### What you have to do:
When you reach the records, transcribe each one exactly.

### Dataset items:
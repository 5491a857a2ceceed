use std::f32::consts::TAU;

use eframe::egui::{Vec2, vec2};

use super::entry::WatchEntry;
use crate::constellation::{ClusterDefinition, Item};

const GOLDEN_TURN: f32 = 0.381_966;
const SPIRAL_INNER_RADIUS: f32 = 70.0;
const SPIRAL_STEP: f32 = 34.0;

pub fn home_cluster(entry: &WatchEntry, clusters: &[ClusterDefinition]) -> Option<usize> {
    let mut best: Option<(usize, usize)> = None;
    for (index, cluster) in clusters.iter().enumerate() {
        let shared = shared_genres(entry, cluster);
        if shared == 0 {
            continue;
        }
        if best.is_none_or(|(_, top)| shared > top) {
            best = Some((index, shared));
        }
    }
    best.map(|(index, _)| index)
}

fn shared_genres(entry: &WatchEntry, cluster: &ClusterDefinition) -> usize {
    entry
        .genres
        .iter()
        .filter(|genre| {
            cluster
                .genre_tags
                .iter()
                .any(|tag| tag.eq_ignore_ascii_case(genre))
        })
        .count()
}

pub fn spiral_offset(slot: usize) -> Vec2 {
    let slot = slot as f32;
    let radius = SPIRAL_INNER_RADIUS + SPIRAL_STEP * slot.sqrt();
    let angle = slot * GOLDEN_TURN * TAU;
    vec2(angle.cos(), angle.sin()) * radius
}

/// Turns the saved list into layout items with anchors. Deterministic:
/// the same list and clusters always give the same anchors.
pub fn place_entries(entries: &[WatchEntry], clusters: &[ClusterDefinition]) -> Vec<Item> {
    let mut slots = vec![0usize; clusters.len() + 1];
    let uncharted = clusters.len();

    entries
        .iter()
        .map(|entry| {
            let (bucket, center) = match home_cluster(entry, clusters) {
                Some(index) => (index, clusters[index].center()),
                None => (uncharted, Vec2::ZERO),
            };
            let slot = slots[bucket];
            slots[bucket] += 1;

            Item::new(
                entry.id.clone(),
                entry.title.clone(),
                entry.genres.iter().cloned(),
                entry.media_type,
                center + spiral_offset(slot),
            )
        })
        .collect()
}

#[cfg(test)]
mod tests {
    use super::*;
    use crate::constellation::{ItemKind, Point};

    fn cluster(id: &str, tags: &[&str], x: f32, y: f32) -> ClusterDefinition {
        ClusterDefinition {
            id: id.to_owned(),
            name: id.to_owned(),
            genre_tags: tags.iter().map(|tag| (*tag).to_owned()).collect(),
            center: Point { x, y },
            nodes: Vec::new(),
            links: Vec::new(),
        }
    }

    fn entry(id: &str, genres: &[&str]) -> WatchEntry {
        WatchEntry {
            id: id.to_owned(),
            item_id: 0,
            title: id.to_owned(),
            media_type: ItemKind::Movie,
            genres: genres.iter().map(|genre| (*genre).to_owned()).collect(),
            release_year: None,
            overview: String::new(),
            rating: 0.0,
            added_at: 0,
        }
    }

    fn clusters() -> Vec<ClusterDefinition> {
        vec![
            cluster("voyager", &["Science Fiction", "Adventure"], 0.0, -420.0),
            cluster("blade", &["Action", "Thriller"], 420.0, 0.0),
            cluster("mask", &["Drama"], 0.0, 420.0),
        ]
    }

    #[test]
    fn most_shared_genres_wins() {
        let clusters = clusters();
        let inception = entry("inception", &["science fiction", "Action", "Thriller"]);

        assert_eq!(home_cluster(&inception, &clusters), Some(1));
    }

    #[test]
    fn ties_go_to_the_first_cluster() {
        let clusters = clusters();
        let tied = entry("tied", &["Adventure", "Drama"]);

        assert_eq!(home_cluster(&tied, &clusters), Some(0));
    }

    #[test]
    fn unmatched_entries_circle_the_origin() {
        let clusters = clusters();
        let items = place_entries(&[entry("doc", &["Documentary"]), entry("none", &[])], &clusters);

        for item in &items {
            let radius = item.anchor.length();
            assert!((SPIRAL_INNER_RADIUS..200.0).contains(&radius), "radius {radius}");
        }
        assert_ne!(items[0].anchor, items[1].anchor);
    }

    #[test]
    fn placement_is_deterministic_and_spreads_slots() {
        let clusters = clusters();
        let entries = [
            entry("a", &["Drama"]),
            entry("b", &["Drama"]),
            entry("c", &["Drama"]),
        ];

        let first = place_entries(&entries, &clusters);
        let second = place_entries(&entries, &clusters);

        assert_eq!(first, second);
        let center = clusters[2].center();
        for (slot, item) in first.iter().enumerate() {
            assert_eq!(item.anchor, center + spiral_offset(slot));
        }
        assert!((first[0].anchor - first[1].anchor).length() > 40.0);
        assert_eq!(first[0].tags.iter().collect::<Vec<_>>(), vec!["drama"]);
    }
}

### Result of this exercise:
repository 5491a857a2ceceed
use std::f32::consts::TAU;

use eframe::egui::{Vec2, vec2};

use super::entry::WatchEntry;
use crate::constellation::{ClusterDefinition, Item};

const GOLDEN_TURN: f32 = 0.381_966;
const SPIRAL_INNER_RADIUS: f32 = 70.0;
const SPIRAL_STEP: f32 = 34.0;

pub fn home_cluster(entry: &WatchEntry, clusters: &[ClusterDefinition]) -> Option<usize> {
    let mut best: Option<(usize, usize)> = None;
    for (index, cluster) in clusters.iter().enumerate() {
        let shared = shared_genres(entry, cluster);
        if shared == 0 {
            continue;
        }
        if best.is_none_or(|(_, top)| shared > top) {
            best = Some((index, shared));
        }
    }
    best.map(|(index, _)| index)
}

fn shared_genres(entry: &WatchEntry, cluster: &ClusterDefinition) -> usize {
    entry
        .genres
        .iter()
        .filter(|genre| {
            cluster
                .genre_tags
                .iter()
                .any(|tag| tag.eq_ignore_ascii_case(genre))
        })
        .count()
}

pub fn spiral_offset(slot: usize) -> Vec2 {
    let slot = slot as f32;
    let radius = SPIRAL_INNER_RADIUS + SPIRAL_STEP * slot.sqrt();
    let angle = slot * GOLDEN_TURN * TAU;
    vec2(angle.cos(), angle.sin()) * radius
}

/// Turns the saved list into layout items with anchors. Deterministic:
/// the same list and clusters always give the same anchors.
pub fn place_entries(entries: &[WatchEntry], clusters: &[ClusterDefinition]) -> Vec<Item> {
    let mut slots = vec![0usize; clusters.len() + 1];
    let uncharted = clusters.len();

    entries
        .iter()
        .map(|entry| {
            let (bucket, center) = match home_cluster(entry, clusters) {
                Some(index) => (index, clusters[index].center()),
                None => (uncharted, Vec2::ZERO),
            };
            let slot = slots[bucket];
            slots[bucket] += 1;

            Item::new(
                entry.id.clone(),
                entry.title.clone(),
                entry.genres.iter().cloned(),
                entry.media_type,
                center + spiral_offset(slot),
            )
        })
        .collect()
}

#[cfg(test)]
mod tests {
    use super::*;
    use crate::constellation::{ItemKind, Point};

    fn cluster(id: &str, tags: &[&str], x: f32, y: f32) -> ClusterDefinition {
        ClusterDefinition {
            id: id.to_owned(),
            name: id.to_owned(),
            genre_tags: tags.iter().map(|tag| (*tag).to_owned()).collect(),
            center: Point { x, y },
            nodes: Vec::new(),
            links: Vec::new(),
        }
    }

    fn entry(id: &str, genres: &[&str]) -> WatchEntry {
        WatchEntry {
            id: id.to_owned(),
            item_id: 0,
            title: id.to_owned(),
            media_type: ItemKind::Movie,
            genres: genres.iter().map(|genre| (*genre).to_owned()).collect(),
            release_year: None,
            overview: String::new(),
            rating: 0.0,
            added_at: 0,
        }
    }

    fn clusters() -> Vec<ClusterDefinition> {
        vec![
            cluster("voyager", &["Science Fiction", "Adventure"], 0.0, -420.0),
            cluster("blade", &["Action", "Thriller"], 420.0, 0.0),
            cluster("mask", &["Drama"], 0.0, 420.0),
        ]
    }

    #[test]
    fn most_shared_genres_wins() {
        let clusters = clusters();
        let inception = entry("inception", &["science fiction", "Action", "Thriller"]);

        assert_eq!(home_cluster(&inception, &clusters), Some(1));
    }

    #[test]
    fn ties_go_to_the_first_cluster() {
        let clusters = clusters();
        let tied = entry("tied", &["Adventure", "Drama"]);

        assert_eq!(home_cluster(&tied, &clusters), Some(0));
    }

    #[test]
    fn unmatched_entries_circle_the_origin() {
        let clusters = clusters();
        let items = place_entries(&[entry("doc", &["Documentary"]), entry("none", &[])], &clusters);

        for item in &items {
            let radius = item.anchor.length();
            assert!((SPIRAL_INNER_RADIUS..200.0).contains(&radius), "radius {radius}");
        }
        assert_ne!(items[0].anchor, items[1].anchor);
    }

    #[test]
    fn placement_is_deterministic_and_spreads_slots() {
        let clusters = clusters();
        let entries = [
            entry("a", &["Drama"]),
            entry("b", &["Drama"]),
            entry("c", &["Drama"]),
        ];

        let first = place_entries(&entries, &clusters);
        let second = place_entries(&entries, &clusters);

        assert_eq!(first, second);
        let center = clusters[2].center();
        for (slot, item) in first.iter().enumerate() {
            assert_eq!(item.anchor, center + spiral_offset(slot));
        }
        assert!((first[0].anchor - first[1].anchor).length() > 40.0);
        assert_eq!(first[0].tags.iter().collect::<Vec<_>>(), vec!["drama"]);
    }
}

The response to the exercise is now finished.